» **YOUR INSTRUCTIONS**
Pull each line with the string "failed" from the entries.

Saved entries
== Segment start ==
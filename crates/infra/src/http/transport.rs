//! Single-attempt HTTP exchange

use std::error::Error as StdError;
use std::io::ErrorKind;
use std::time::Duration;

use payrun_domain::constants::REQUEST_TIMEOUT;
use payrun_domain::PayRunError;
use reqwest::blocking::Client as BlockingClient;
use reqwest::header::CONTENT_TYPE;
use thiserror::Error;

use super::request::{PreparedRequest, RawResponse};
use crate::errors::conversions::error_chain;
use crate::errors::InfraError;

/// How a failed attempt should be treated by the retry loop.
#[derive(Debug, Clone, Copy, PartialEq, Eq)]
pub enum TransportErrorKind {
    /// The remote endpoint actively refused the connection.
    ConnectionRefused,
    /// Anything else: DNS, TLS, timeouts, resets, unreadable bodies.
    Fatal,
}

#[derive(Debug, Clone, Error)]
#[error("{message}")]
pub struct TransportError {
    pub kind: TransportErrorKind,
    pub message: String,
}

impl TransportError {
    pub fn refused(message: impl Into<String>) -> Self {
        Self { kind: TransportErrorKind::ConnectionRefused, message: message.into() }
    }

    pub fn fatal(message: impl Into<String>) -> Self {
        Self { kind: TransportErrorKind::Fatal, message: message.into() }
    }

    pub fn is_connection_refused(&self) -> bool {
        self.kind == TransportErrorKind::ConnectionRefused
    }
}

/// Performs exactly one network exchange. Any HTTP status counts as a
/// completed exchange.
pub trait Transport: Send + Sync {
    fn execute(&self, request: &PreparedRequest) -> Result<RawResponse, TransportError>;
}

/// Blocking reqwest transport with gzip/deflate response decompression.
#[derive(Debug, Clone)]
pub struct ReqwestTransport {
    client: BlockingClient,
}

impl ReqwestTransport {
    pub fn new() -> Result<Self, PayRunError> {
        Self::with_timeout(REQUEST_TIMEOUT)
    }

    pub fn with_timeout(timeout: Duration) -> Result<Self, PayRunError> {
        let client = BlockingClient::builder()
            .timeout(timeout)
            .gzip(true)
            .deflate(true)
            .no_proxy()
            .build()
            .map_err(|err| PayRunError::from(InfraError::from(err)))?;

        Ok(Self { client })
    }
}

impl Transport for ReqwestTransport {
    fn execute(&self, request: &PreparedRequest) -> Result<RawResponse, TransportError> {
        let mut builder = self
            .client
            .request(request.method.clone(), request.url.clone())
            .headers(request.headers.clone())
            .timeout(request.timeout);
        if let Some(body) = &request.body {
            builder = builder.body(body.clone());
        }

        let response = builder.send().map_err(|err| classify(&err))?;

        let status = response.status().as_u16();
        let content_type = response
            .headers()
            .get(CONTENT_TYPE)
            .and_then(|value| value.to_str().ok())
            .map(str::to_string);
        let body = response
            .bytes()
            .map_err(|err| {
                TransportError::fatal(format!(
                    "failed to read response body: {}",
                    error_chain(&err)
                ))
            })?
            .to_vec();

        Ok(RawResponse { status, content_type, body })
    }
}

fn classify(error: &reqwest::Error) -> TransportError {
    let message = error_chain(error);
    if is_connection_refused(error)
        || (error.is_connect() && message.to_ascii_lowercase().contains("refused"))
    {
        TransportError::refused(message)
    } else {
        TransportError::fatal(message)
    }
}

/// Walk the source chain looking for an I/O error of kind
/// `ConnectionRefused`.
fn is_connection_refused(error: &(dyn StdError + 'static)) -> bool {
    let mut current = Some(error);
    while let Some(err) = current {
        if let Some(io) = err.downcast_ref::<std::io::Error>() {
            if io.kind() == ErrorKind::ConnectionRefused {
                return true;
            }
        }
        current = err.source();
    }
    false
}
== Segment end ==
» **EXERCISE SOLUTION**
/// How a failed attempt should be treated by the retry loop.
                    "failed to read response body: {}",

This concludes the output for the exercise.